#### Problem to solve
Search the records for "remove" and copy each line that holds it.

#### Supplied material
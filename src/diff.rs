//! Cell-ID assignment and incremental per-observer change lists (`spec.md` §4.9).
//!
//! Grounded on `lgn21st-tui-tetris/src/adapter/protocol.rs`'s
//! `ObservationMessage`/`BoardSnapshot` ("serialize the whole visible state
//! as one typed struct") and `src/core/snapshot.rs`'s `Default` + `clear()`
//! snapshot pattern.

use std::collections::HashMap;

use serde::{Deserialize, Serialize};

use crate::board::{Board, Bounds, Item};
use crate::player::PlayerId;

pub type CellId = u64;

/// One (x,z) cell's visible content, keyed by its stable cell-id.
#[derive(Debug, Clone, PartialEq, Serialize, Deserialize)]
pub struct CellView {
    pub x: i32,
    pub z: i32,
    pub id: CellId,
    pub items: Vec<Item>,
}

#[derive(Debug, Clone, PartialEq, Serialize, Deserialize)]
pub struct ChangeEntry {
    pub x: i32,
    pub z: i32,
    pub id: CellId,
    /// `None` means the cell became empty.
    pub new_value: Option<Vec<Item>>,
}

#[derive(Debug, Clone, PartialEq, Serialize, Deserialize)]
pub enum BroadcastPayload {
    FullState { bounds: Option<Bounds>, cells: Vec<CellView> },
    Delta { changes: Vec<ChangeEntry> },
}

/// Tracks cell-ids (stable for a coordinate until it empties) and per-
/// observer last-sent snapshots for one [`crate::game::Game`].
#[derive(Debug, Clone, Default)]
pub struct DiffTracker {
    next_cell_id: CellId,
    cell_ids: HashMap<(i32, i32), CellId>,
    observer_snapshots: HashMap<PlayerId, HashMap<(i32, i32), (CellId, Vec<Item>)>>,
    last_bounds: Option<Bounds>,
}

impl DiffTracker {
    pub fn new() -> Self {
        Self {
            next_cell_id: 1,
            cell_ids: HashMap::new(),
            observer_snapshots: HashMap::new(),
            last_bounds: None,
        }
    }

    fn id_for(&mut self, coord: (i32, i32)) -> CellId {
        if let Some(&id) = self.cell_ids.get(&coord) {
            return id;
        }
        let id = self.next_cell_id;
        self.next_cell_id += 1;
        self.cell_ids.insert(coord, id);
        id
    }

    fn retire_empty_cells(&mut self, board: &Board) {
        let stale: Vec<(i32, i32)> = self
            .cell_ids
            .keys()
            .filter(|coord| board.get(coord.0, coord.1).is_none())
            .copied()
            .collect();
        for coord in stale {
            self.cell_ids.remove(&coord);
        }
    }

    fn full_state(&mut self, board: &Board) -> Vec<CellView> {
        let mut cells = Vec::new();
        for (&(x, z), items) in board.iter() {
            let id = self.id_for((x, z));
            cells.push(CellView {
                x,
                z,
                id,
                items: items.clone(),
            });
        }
        cells
    }

    /// Computes the payload for `observer`: a full state if bounds changed
    /// since the last broadcast, else an incremental change list. Updates
    /// the observer's snapshot and retires ids for emptied cells.
    pub fn compute_for_observer(&mut self, board: &Board, observer: PlayerId) -> BroadcastPayload {
        self.retire_empty_cells(board);
        let bounds = board.bounds();
        let bounds_changed = bounds != self.last_bounds;

        if bounds_changed {
            self.last_bounds = bounds;
            let cells = self.full_state(board);
            let snapshot = cells
                .iter()
                .map(|c| ((c.x, c.z), (c.id, c.items.clone())))
                .collect();
            self.observer_snapshots.insert(observer, snapshot);
            return BroadcastPayload::FullState { bounds, cells };
        }

        let mut current: HashMap<(i32, i32), (CellId, Vec<Item>)> = HashMap::new();
        for (&(x, z), items) in board.iter() {
            let id = self.id_for((x, z));
            current.insert((x, z), (id, items.clone()));
        }

        let previous = self.observer_snapshots.entry(observer).or_default().clone();
        let mut changes = Vec::new();

        for (coord, (id, items)) in &current {
            match previous.get(coord) {
                Some((_, prev_items)) if prev_items == items => {}
                _ => changes.push(ChangeEntry {
                    x: coord.0,
                    z: coord.1,
                    id: *id,
                    new_value: Some(items.clone()),
                }),
            }
        }
        for (coord, (id, _)) in &previous {
            if !current.contains_key(coord) {
                changes.push(ChangeEntry {
                    x: coord.0,
                    z: coord.1,
                    id: *id,
                    new_value: None,
                });
            }
        }

        self.observer_snapshots.insert(observer, current);
        BroadcastPayload::Delta { changes }
    }

    /// Drops a disconnected/left observer's snapshot so its memory is freed.
    pub fn forget_observer(&mut self, observer: PlayerId) {
        self.observer_snapshots.remove(&observer);
    }
}

#[cfg(test)]
mod tests {
    use super::*;
    use uuid::Uuid;

    #[test]
    fn first_broadcast_is_always_full_state() {
        let mut board = Board::new();
        let p = Uuid::new_v4();
        board.append(0, 0, Item::Home { player: p });
        let mut tracker = DiffTracker::new();
        let payload = tracker.compute_for_observer(&board, p);
        assert!(matches!(payload, BroadcastPayload::FullState { .. }));
    }

    #[test]
    fn unchanged_board_yields_empty_delta() {
        let mut board = Board::new();
        let p = Uuid::new_v4();
        board.append(0, 0, Item::Home { player: p });
        let mut tracker = DiffTracker::new();
        tracker.compute_for_observer(&board, p);
        let payload = tracker.compute_for_observer(&board, p);
        match payload {
            BroadcastPayload::Delta { changes } => assert!(changes.is_empty()),
            BroadcastPayload::FullState { .. } => panic!("expected delta"),
        }
    }

    #[test]
    fn bounds_change_forces_a_new_full_state() {
        let mut board = Board::new();
        let p = Uuid::new_v4();
        board.append(0, 0, Item::Home { player: p });
        let mut tracker = DiffTracker::new();
        tracker.compute_for_observer(&board, p);
        board.append(10, 10, Item::Home { player: p });
        let payload = tracker.compute_for_observer(&board, p);
        assert!(matches!(payload, BroadcastPayload::FullState { .. }));
    }

    #[test]
    fn content_replacement_without_bounds_change_is_a_delta() {
        let mut board = Board::new();
        let p = Uuid::new_v4();
        board.append(0, 0, Item::Home { player: p });
        board.append(1, 0, Item::Home { player: p });
        let mut tracker = DiffTracker::new();
        tracker.compute_for_observer(&board, p);

        board.append(
            0,
            0,
            Item::Tetromino {
                player: p,
                kind: crate::pieces::PieceKind::I,
                placed_at: 1,
            },
        );
        let payload = tracker.compute_for_observer(&board, p);
        match payload {
            BroadcastPayload::Delta { changes } => {
                assert_eq!(changes.len(), 1);
                assert_eq!((changes[0].x, changes[0].z), (0, 0));
            }
            BroadcastPayload::FullState { .. } => panic!("expected delta, bounds unchanged"),
        }
    }
}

#### The answer
            self.cell_ids.remove(&coord);
        self.observer_snapshots.remove(&observer);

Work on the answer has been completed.